Friends and Colleagues,
As many of you know, I have a couple of truly unfavorable qualities. By unfavorable, I don't mean I hate myself for them. I simply mean I make my life more difficult because of them. Most notably is my uber-confidence, which borders on cockiness the way Tijuana borders California. But, the other quality, impatience has probably caused me far more difficulty on a personal level over the course of my 24+ years of life.
In surrounding myself with bright and intellectual individuals who talk about things like virtues and personal development, I have found myself in a number of conversations about patience. Especially amongst the 20-somethings crowd. It seems, from my informal research, that this point in our lives is either when we're waiting for something or we learn to wait-and-see. There's a difference and I'll get to that later.
As for myself, I've always been terrible about being patient because I've always been great about improving my situation. Growing up poor led me to working by the time I was nine or 10. Going to less-than-stellar public schools led me to dreaming about going to a top (public, I don't do private) university as a 6th grader. Graduating from college led me to focusing on my career instead of the books to jump start my career. These are not bad tactics, on premise, but they become an indicator of impatience when one's method of getting from Point A to Point B entails speeding through Point A like it's the Autobahn.
So there I was, a middle schooler already thinking high school, a high schooler thinking college, a college student thinking career, and a young professional thinking boardroom. And this thinking was applicable to nearly every aspect of my life up until a short while ago. Now when add this mindset with the fact that a) no one likes impatient people, b) relationships can't be rushed, and c) you won't get far in your career if you're not succeeding in the job you're in today vs. tomorrow, you have a pretty good recipe for the complete opposite of personal development and virtue.
What this led me to realize is that my impatience and insistence on speeding through life put me in more situations where I was forced to "wait" instead of just being in the moment. On the other hand, I needed to become more "wait-and-see" about life and its occurences.
So eventually things were coming to a head and I had to admit I needed to become more patient or end up alone, unemployable, or with stress-induced ulcers. From that point on, I started praying to God for patience.

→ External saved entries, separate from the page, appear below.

#[cfg(test)]
mod tests {
    use super::*;
    use crate::gateway::MemoryGateway;
    use crate::scan::{ScanRequest, scan};
    use crate::test_helpers::{flat_gateway, read, sample_gateway};
    use tempfile::TempDir;

    fn scanned(gw: &MemoryGateway, root: &str) -> Tree {
        scan(gw, &ScanRequest::tree(root)).unwrap().tree
    }

    fn opts(concurrency: usize) -> DownloadOptions {
        DownloadOptions {
            concurrency,
            ..DownloadOptions::default()
        }
    }

    #[test]
    fn one_failing_node_does_not_stop_the_others() {
        let gw = flat_gateway(9).fail_body("3");
        let tree = scanned(&gw, "0");
        assert_eq!(tree.len(), 10);
        let tmp = TempDir::new().unwrap();

        let report = download(&gw, &tree, tmp.path(), &opts(4), None).unwrap();

        assert_eq!(report.outcomes.len(), 10);
        assert_eq!(report.written(), 9);
        let failures: Vec<&FetchFailure> = report.failures().collect();
        assert_eq!(failures.len(), 1);
        assert_eq!(failures[0].node_id, "3");
        assert_eq!(failures[0].stage, FetchStage::Body);
        assert!(!tmp.path().join("pages/Page-3--3.html").exists());
        assert!(tmp.path().join("pages/Page-4--4.html").exists());
    }

    #[test]
    fn outcomes_follow_tree_order() {
        let gw = flat_gateway(6);
        let tree = scanned(&gw, "0");
        let tmp = TempDir::new().unwrap();
        let report = download(&gw, &tree, tmp.path(), &opts(3), None).unwrap();
        let ids: Vec<&str> = report.outcomes.iter().map(|o| o.id.as_str()).collect();
        assert_eq!(ids, vec!["0", "1", "2", "3", "4", "5", "6"]);
        assert!(report.is_complete());
    }

    #[test]
    fn attachments_are_downloaded_and_referenced_locally() {
        let gw = sample_gateway();
        let tree = scanned(&gw, "100");
        let tmp = TempDir::new().unwrap();
        let report = download(&gw, &tree, tmp.path(), &opts(2), None).unwrap();

        assert_eq!(report.attachments(), 1);
        assert_eq!(
            std::fs::read(tmp.path().join("attachments/120/diagram.png")).unwrap(),
            b"\x89PNG fake"
        );
        let page = read(tmp.path(), "pages/Setup-Guide--120.html");
        assert!(page.contains(r#"src="../attachments/120/diagram.png""#));
        assert!(page.contains(r#"href="Troubleshooting--121.html""#));
    }

    #[test]
    fn failed_attachment_keeps_page() {
        let gw = sample_gateway().fail_attachment("att-1");
        let tree = scanned(&gw, "100");
        let tmp = TempDir::new().unwrap();
        let report = download(&gw, &tree, tmp.path(), &opts(2), None).unwrap();

        let outcome = report.outcomes.iter().find(|o| o.id == "120").unwrap();
        match &outcome.status {
            NodeStatus::Written {
                failed_attachments,
                unresolved,
                ..
            } => {
                assert_eq!(failed_attachments.len(), 1);
                assert_eq!(failed_attachments[0].filename, "diagram.png");
                assert_eq!(unresolved.len(), 1);
            }
            other => panic!("expected written page, got {other:?}"),
        }
        let page = read(tmp.path(), "pages/Setup-Guide--120.html");
        assert!(page.contains(r#"data-unresolved="true""#));
    }

    #[test]
    fn colliding_attachment_names_do_not_overwrite() {
        let gw = MemoryGateway::new()
            .page("1", "Home", r#"<img src="/download/attachments/1/a_b.png">"#)
            .attachment("1", "att-1", "a:b.png", b"first")
            .attachment("1", "att-2", "a_b.png", b"second");
        let tree = scanned(&gw, "1");
        let tmp = TempDir::new().unwrap();
        let report = download(&gw, &tree, tmp.path(), &opts(1), None).unwrap();

        assert_eq!(report.attachments(), 1);
        match &report.outcomes[0].status {
            NodeStatus::Written {
                failed_attachments,
                unresolved,
                ..
            } => {
                assert_eq!(failed_attachments.len(), 1);
                assert_eq!(failed_attachments[0].filename, "a_b.png");
                assert!(failed_attachments[0].message.contains("a:b.png"));
                assert_eq!(unresolved, &vec!["/download/attachments/1/a_b.png".to_string()]);
            }
            other => panic!("expected written page, got {other:?}"),
        }
        assert_eq!(std::fs::read(tmp.path().join("attachments/1/a_b.png")).unwrap(), b"first");
        assert!(!gw.was_touched("att-2"));
    }

    #[test]
    fn icons_are_fetched_once_and_shared() {
        let smile = r#"<p><img class="emoticon" src="/wiki/images/icons/emoticons/smile.svg"></p>"#;
        let gw = MemoryGateway::new()
            .page("1", "Home", smile)
            .child("1", "2", "Other", smile)
            .child("1", "3", "Third", smile)
            .resource("/wiki/images/icons/emoticons/smile.svg", b"<svg/>");
        let tree = scanned(&gw, "1");
        let tmp = TempDir::new().unwrap();
        let report = download(&gw, &tree, tmp.path(), &opts(1), None).unwrap();

        assert!(report.is_complete());
        assert_eq!(
            std::fs::read(tmp.path().join("attachments/_icons/emoticons/smile.svg")).unwrap(),
            b"<svg/>"
        );
        let fetches = gw.calls().iter().filter(|c| c.starts_with("resource:")).count();
        assert_eq!(fetches, 1);
        let page = read(tmp.path(), "pages/Other--2.html");
        assert!(page.contains(r#"src="../attachments/_icons/emoticons/smile.svg""#));
    }

    #[test]
    fn missing_icon_stays_remote_and_is_reported() {
        let gw = MemoryGateway::new().page(
            "1",
            "Home",
            r#"<img src="/wiki/images/icons/emoticons/sad.svg">"#,
        );
        let tree = scanned(&gw, "1");
        let tmp = TempDir::new().unwrap();
        let options = DownloadOptions {
            base_url: Some("https://acme.atlassian.net/wiki".to_string()),
            ..opts(1)
        };
        let report = download(&gw, &tree, tmp.path(), &options, None).unwrap();

        assert!(matches!(
            &report.outcomes[0].status,
            NodeStatus::Written { unresolved, .. }
                if unresolved == &vec!["/wiki/images/icons/emoticons/sad.svg".to_string()]
        ));
        let page = read(tmp.path(), "pages/Home--1.html");
        assert!(page.contains(
            r#"src="https://acme.atlassian.net/wiki/images/icons/emoticons/sad.svg" data-unresolved="true""#
        ));
    }

    #[test]
    fn unresolved_cross_link_is_reported() {
        let gw = sample_gateway();
        let tree = scanned(&gw, "100");
        let tmp = TempDir::new().unwrap();
        let report = download(&gw, &tree, tmp.path(), &opts(2), None).unwrap();
        let outcome = report.outcomes.iter().find(|o| o.id == "121").unwrap();
        assert!(matches!(
            &outcome.status,
            NodeStatus::Written { unresolved, .. } if unresolved == &vec!["/pages/999".to_string()]
        ));
    }

    #[test]
    fn each_page_marks_itself_active() {
        let gw = sample_gateway();
        let tree = scanned(&gw, "100");
        let tmp = TempDir::new().unwrap();
        download(&gw, &tree, tmp.path(), &opts(2), None).unwrap();

        let faq = read(tmp.path(), "pages/FAQ--130.html");
        assert!(faq.contains(r#"<a href="FAQ--130.html" class="active-page">FAQ</a>"#));
        assert_eq!(faq.matches("active-page").count(), 1);
    }

    #[test]
    fn empty_body_writes_shell() {
        let gw = MemoryGateway::new().page("1", "Container", "");
        let tree = scanned(&gw, "1");
        let tmp = TempDir::new().unwrap();
        download(&gw, &tree, tmp.path(), &opts(1), None).unwrap();
        let page = read(tmp.path(), "pages/Container--1.html");
        assert!(page.contains("<h1>Container</h1>"));
        assert!(!page.contains("<article"));
    }

    #[test]
    fn metadata_json_is_optional() {
        let gw = MemoryGateway::new().page("1", "Home", "<p>x</p>").label("1", "kb");
        let tree = scanned(&gw, "1");

        let tmp = TempDir::new().unwrap();
        download(&gw, &tree, tmp.path(), &opts(1), None).unwrap();
        let json: serde_json::Value =
            serde_json::from_str(&read(tmp.path(), "pages/Home--1.json")).unwrap();
        assert_eq!(json["id"], "1");
        assert_eq!(json["labels"][0], "kb");

        let tmp = TempDir::new().unwrap();
        let options = DownloadOptions {
            write_metadata_json: false,
            ..opts(1)
        };
        download(&gw, &tree, tmp.path(), &options, None).unwrap();
        assert!(!tmp.path().join("pages/Home--1.json").exists());
    }

    #[test]
    fn cancelled_run_writes_nothing() {
        let gw = flat_gateway(5);
        let tree = scanned(&gw, "0");
        let tmp = TempDir::new().unwrap();
        let options = DownloadOptions {
            cancel: Some(Arc::new(AtomicBool::new(true))),
            ..opts(2)
        };
        let report = download(&gw, &tree, tmp.path(), &options, None).unwrap();

        assert_eq!(report.cancelled(), 6);
        assert_eq!(report.written(), 0);
        assert_eq!(std::fs::read_dir(tmp.path().join("pages")).unwrap().count(), 0);
    }

    #[test]
    fn events_report_every_node() {
        let gw = flat_gateway(4);
        let tree = scanned(&gw, "0");
        let tmp = TempDir::new().unwrap();
        let (tx, rx) = std::sync::mpsc::channel();
        download(&gw, &tree, tmp.path(), &opts(2), Some(tx)).unwrap();

        let events: Vec<DownloadEvent> = rx.iter().collect();
        assert!(matches!(events[0], DownloadEvent::Started { total: 5 }));
        let finished = events
            .iter()
            .filter(|e| matches!(e, DownloadEvent::NodeFinished(_)))
            .count();
        assert_eq!(finished, 5);
    }
}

Well, like Morgan Freeman (God) says in Evan Almighty, "if you prayed for patience, I wouldn't just give you patience, I'd give you an opportunity to learn patience."
That's exactly what God has done.
First, it was my decision to be patient and not move to Austin (just yet) which has ultimately led to a dramatic increase in my overall quality of life. Then it was my decision not to will myself into a relationship as I've been prone to do and let's just say the results have been both a positive and unexpected shock wave of awesomeness. And now I've decided, rather accepted, another effect of my increased patience: I'm not going to publish Notes from the Class You Missed.
Over the course of the last few months, while working on Real Role Models (http://realrolemodel.blogspot.com/), I've started thinking about how much I've truly enjoyed the process of working on a book with such an intense and earnest purpose. Ultimately, I realized that only one of these books was going to go down in history as the first book I ever published, and after months of back-and-forth I decided Real Role Models should be that book.
Yes, that means you'll have to wait until 2009 to see my name on the New York Times bestseller list (shit, there goes that uber-confidence!). But don't worry, for those of you that have been (key word) patiently waiting for Notes from the Class You Missed, I have decided to make the manuscript available for $10 (that's how much it costs to print and mail it to you directly) starting this fall.
One of the big questions this book stuff has led me to ask myself is: What's going to happen in my life once I publish?
Up until recently I was waiting impatiently to find out, but now, I'm just going to wait-and-see.
P.S. I'll be enjoying today and chilling out with a glass of lemonade and banana split (my new favorite duo) while I wait (and see, it takes some getting used to).